Inilah salah satu potret kemunduran moral generasi Indonesia.Saat anak-anak menjadi sasaran empuk dari penyimpangan yang dilakukan secara halus namun terang-terangan ini. Mereka menjadi korban utama keserakahan kapitalis. Salah satunya adalah dengan memanfaatkan media elektronik, televisi. Saat ini, hampir setiap rumah di Indonesia memiliki televisi. Fungsi televisi tidak hanya sebagai sumber informasi, namun juga sebagai hiburan. Sayangnya, ‘fungsi hiburan’ inilah yang menjadi pintu utama dimulainya tontonan yang tidak sehat bagi anak-anak. Anak bisa dengan mudah mengkonsumsi tayangan-tayangan yang dapat merusak moral. Jika sudah begini, hanya keluarga khususnya orang tua lah yang dapat melakukan kontrol secara langsung.
Industri hiburan tanah air kita masih terlalu pragmatis memainkan perannya. Di satu sisi, tidak ada payung hukum yang diterapkan dalam menindak tegas oknum-oknum perusak moral anak bangsa ini.
Jika negara sendiri sudah tidak dapat melindungi dan menyelamatkan moralitas generasi mudanya, maka satu-satunya institusi (pihak) yang paling aman untuk melakukan peranan itu adalah keluarga. Lagi-lagi keluarga merupakan pilar utama dalam membentuk karakter anak. Teladan yang dicontohkan oleh orangtua serta pembiasaan yang diterapkan di rumah menjadi pendidikan dasar bagi anak.
Saya teringat nasehat salah seorang guru ketika duduk di bangku SMP kisaran tujuh tahun silam. Ia mengatakan di sela-sela mengajar PKn kala itu, “meletakkan televisi di ruang utama keluarga itu memudahkan orang tua untuk mengawasi tayangan yang dikonsumsi anak. Makanya usahakan jangan membiarkan anak memiliki televisi pribadi yang diletakkan di kamarnya. Bisa rawan itu,” katanya. Sedikit banyak ada benarnya argumen beliau. Dengan langkah kecil yang dilakukan dapat memberi dampak yang cukup signifikan.
Tidak kalah pula dengan tontonan remaja khas negeri ini, setting-nya di sekolah namun fokus yang diangkat sama sekali bukan tentang pendidikan, tetapi justru adegan romansa cinta muda-mudi, bahkan terkadang tentang praktik bully dan kekerasan. Film-film tersebut dengan bebas dapat tayang di berbagai stasiun televisi, yang nyaris tayang tiap waktu. Maka wajar saja jika dampak dari gempuran kapitalisme inipun tidak dapat dihindari lagi.

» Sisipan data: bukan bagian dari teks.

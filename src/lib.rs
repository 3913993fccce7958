//! Time-aligned multi-channel transmit and receive between a USRP and per-channel sample files.
//!
//! A TX worker streams `<base>NN.<ext>` files out of the radio in one burst while the calling
//! thread records the receive side into the same naming scheme. Both sides start on a common
//! future timestamp. See `Session` and `SessionTable` for the entry points.

mod error;
mod files;
mod frame;
pub mod gpio;
mod metadata;
mod rx;
mod sched;
mod session;
mod signals;
mod simulator;
mod sync;
mod tx;
#[cfg(feature = "uhd")]
mod usrp;

pub use error::UsrpError;
pub use files::{channel_filename, ChannelRead, ReadStatus, SampleReader, SampleWriter};
pub use frame::Frame;
pub use metadata::{
    AsyncEventCode, AsyncMetadata, BurstMetadata, ClockSource, Direction, RxErrorCode,
    RxMetadata, StreamCommand, StreamMode, TimeSpec,
};
pub use rx::{recv_to_file, RxReport, RxSettings};
pub use sched::ThreadPriority;
pub use session::{Session, SessionConfig, SessionHandle, SessionTable};
pub use signals::{StopHandle, StreamSignals, UnderflowFlag};
pub use simulator::{
    create_simulator, RadioSimulatorConfig, SentBurst, SimulatedDevice, SimulatedRxStream,
    SimulatedTxStream, SimulatorProbe,
};
pub use sync::{run_txrx, TxRxOptions};
pub use tx::{send_from_file, TxReport};
#[cfg(feature = "uhd")]
pub use usrp::{Usrp, UsrpRxStream, UsrpTxStream};

use failure::Error;
use num::complex::Complex;

/// Baseband samples are fc32 on the host side
pub type Sample = Complex<f32>;

/// Transmit half of a multi-channel stream
pub trait TxStreamer: Send {
    /// Largest number of samples per channel that fits in one packet
    fn max_num_samps(&self) -> usize;
    /// Send the first `nsamps` samples of every channel in `frame` as one transfer, framed by
    /// `md`. Returns the number of samples per channel accepted by the hardware
    fn send(
        &mut self,
        frame: &Frame,
        nsamps: usize,
        md: &BurstMetadata,
        timeout: f64,
    ) -> Result<usize, Error>;
    /// Wait up to `timeout` seconds for an asynchronous event such as an underflow. A timeout of
    /// 0 polls
    fn recv_async_msg(&mut self, timeout: f64) -> Option<AsyncMetadata>;
}

/// Receive half of a multi-channel stream
pub trait RxStreamer {
    /// Fill up to `frame.samps_per_buff()` samples of every channel. Returns how many samples per
    /// channel are valid, and the status of the call. `Err` means the transport itself failed
    fn recv(&mut self, frame: &mut Frame, timeout: f64) -> Result<(usize, RxMetadata), Error>;
    fn issue_stream_cmd(&mut self, cmd: &StreamCommand) -> Result<(), Error>;
}

/// A connected radio (real or simulated). Channel arguments index the device's channels
pub trait UsrpDevice {
    type Tx: TxStreamer;
    type Rx: RxStreamer;

    /// Description of the device for logging
    fn pp_string(&self) -> String;
    fn set_clock_source(&mut self, dir: Direction, src: ClockSource) -> Result<(), Error>;
    /// Set the sample rate (in samples/sec)
    fn set_rate(&mut self, dir: Direction, rate: f64) -> Result<(), Error>;
    /// Actual sample rate after coercion by the hardware
    fn rate(&self, dir: Direction) -> f64;
    /// Tune channel `ch` to the center frequency `freq` (in Hz)
    fn set_freq(&mut self, dir: Direction, freq: f64, ch: usize) -> Result<(), Error>;
    fn freq(&self, dir: Direction, ch: usize) -> f64;
    /// Set the gain in (uncalibrated) dB
    fn set_gain(&mut self, dir: Direction, gain: f64, ch: usize) -> Result<(), Error>;
    fn gain(&self, dir: Direction, ch: usize) -> f64;
    fn set_rx_agc(&mut self, enable: bool, ch: usize) -> Result<(), Error>;
    fn num_channels(&self, dir: Direction) -> usize;
    fn set_time_now(&mut self, dir: Direction, now: TimeSpec) -> Result<(), Error>;
    /// State of the `lo_locked` sensor, `None` if the board has no such sensor
    fn lo_locked(&self, dir: Direction, ch: usize) -> Result<Option<bool>, Error>;
    fn tx_stream(&mut self, channels: &[usize]) -> Result<Self::Tx, Error>;
    fn rx_stream(&mut self, channels: &[usize]) -> Result<Self::Rx, Error>;
    /// Write `value` to the bits of GPIO attribute `attr` selected by `mask`
    fn set_gpio_attr(&mut self, bank: &str, attr: &str, value: u32, mask: u32)
        -> Result<(), Error>;
}
//! Scheduling hints for worker threads

use log::{debug, warn};
use std::io;

/// Requested scheduling class for a worker thread. Applied by the thread to itself
#[derive(Clone, Copy, Debug, PartialEq, Eq)]
pub enum ThreadPriority {
    /// Leave the inherited scheduling alone
    Default,
    /// Real-time round robin at the middle of the priority range. Needs privileges; without them
    /// a warning is logged and the thread keeps its default priority
    RealTime,
}

impl Default for ThreadPriority {
    fn default() -> Self {
        ThreadPriority::Default
    }
}

impl ThreadPriority {
    /// Apply to the calling thread. Returns whether the request was honoured
    pub fn apply(self) -> bool {
        match self {
            ThreadPriority::Default => true,
            ThreadPriority::RealTime => match set_realtime(0.5) {
                Ok(()) => {
                    debug!("Thread running with real-time priority");
                    true
                }
                Err(e) => {
                    warn!("Unable to set the thread priority: {}", e);
                    false
                }
            },
        }
    }
}

/// `priority` is a fraction of the range between the lowest and highest real-time priority
#[cfg(target_os = "linux")]
fn set_realtime(priority: f32) -> io::Result<()> {
    let policy = libc::SCHED_RR;
    let (min, max) = unsafe {
        (
            libc::sched_get_priority_min(policy),
            libc::sched_get_priority_max(policy),
        )
    };
    if min < 0 || max < 0 {
        return Err(io::Error::last_os_error());
    }
    let param = libc::sched_param {
        sched_priority: min + ((max - min) as f32 * priority) as libc::c_int,
    };
    let ret = unsafe { libc::pthread_setschedparam(libc::pthread_self(), policy, &param) };
    if ret != 0 {
        return Err(io::Error::from_raw_os_error(ret));
    }
    Ok(())
}

#[cfg(not(target_os = "linux"))]
fn set_realtime(_priority: f32) -> io::Result<()> {
    Err(io::Error::new(
        io::ErrorKind::Other,
        "real-time scheduling is not supported on this platform",
    ))
}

Ali bin Abi Thalib r.a pernah mengatakan, “didiklah anakmu sesuai zamannya.” Mengapa demikian? Karena setiap generasi lahir pada masa yang berbeda, kultur yang berbeda, hingga kebiasaan yang tidak sama pula. Anak akan tumbuh berkembang sesuai hasil didikan orangtua, lingkungan tempat tinggal serta lingkungan tempat ia menempuh pendidikan.
Itu baru salah satu contoh kecil dari dampak yang disebabkan oleh media televisi, belum terhitung bagaimana riskannya pengaruh dari media sosial dan internet. Di zaman sekarang, anak-anak tidak lagi terlihat bergembira memainkan gundu, gobak sodor, bola bekel, ataupun patok lele dan jenis permainan tradisional lainnya. Mereka justru nampak asyik memegang gadget-nya, serius memainkan koleksi games dan sibuk menyusuri dunia maya di jejaring media sosial.
Ali bin Abi Thalib r.a pernah mengatakan, “Didiklah anakmu sesuai zamannya.”
Semoga kita bisa menjaga dan melindungi minimal saudara dan keluarga dari gempuran dampak negatif teknologi yang dimotori oleh pihak kapitalis. Hari ini, teknologi merupakan bagian dari hidup manusia. Namun jika kita tidak dapat mengendalikan diri, maka kita dan orang-orang terdekat kita yang akan menjadi korbannya.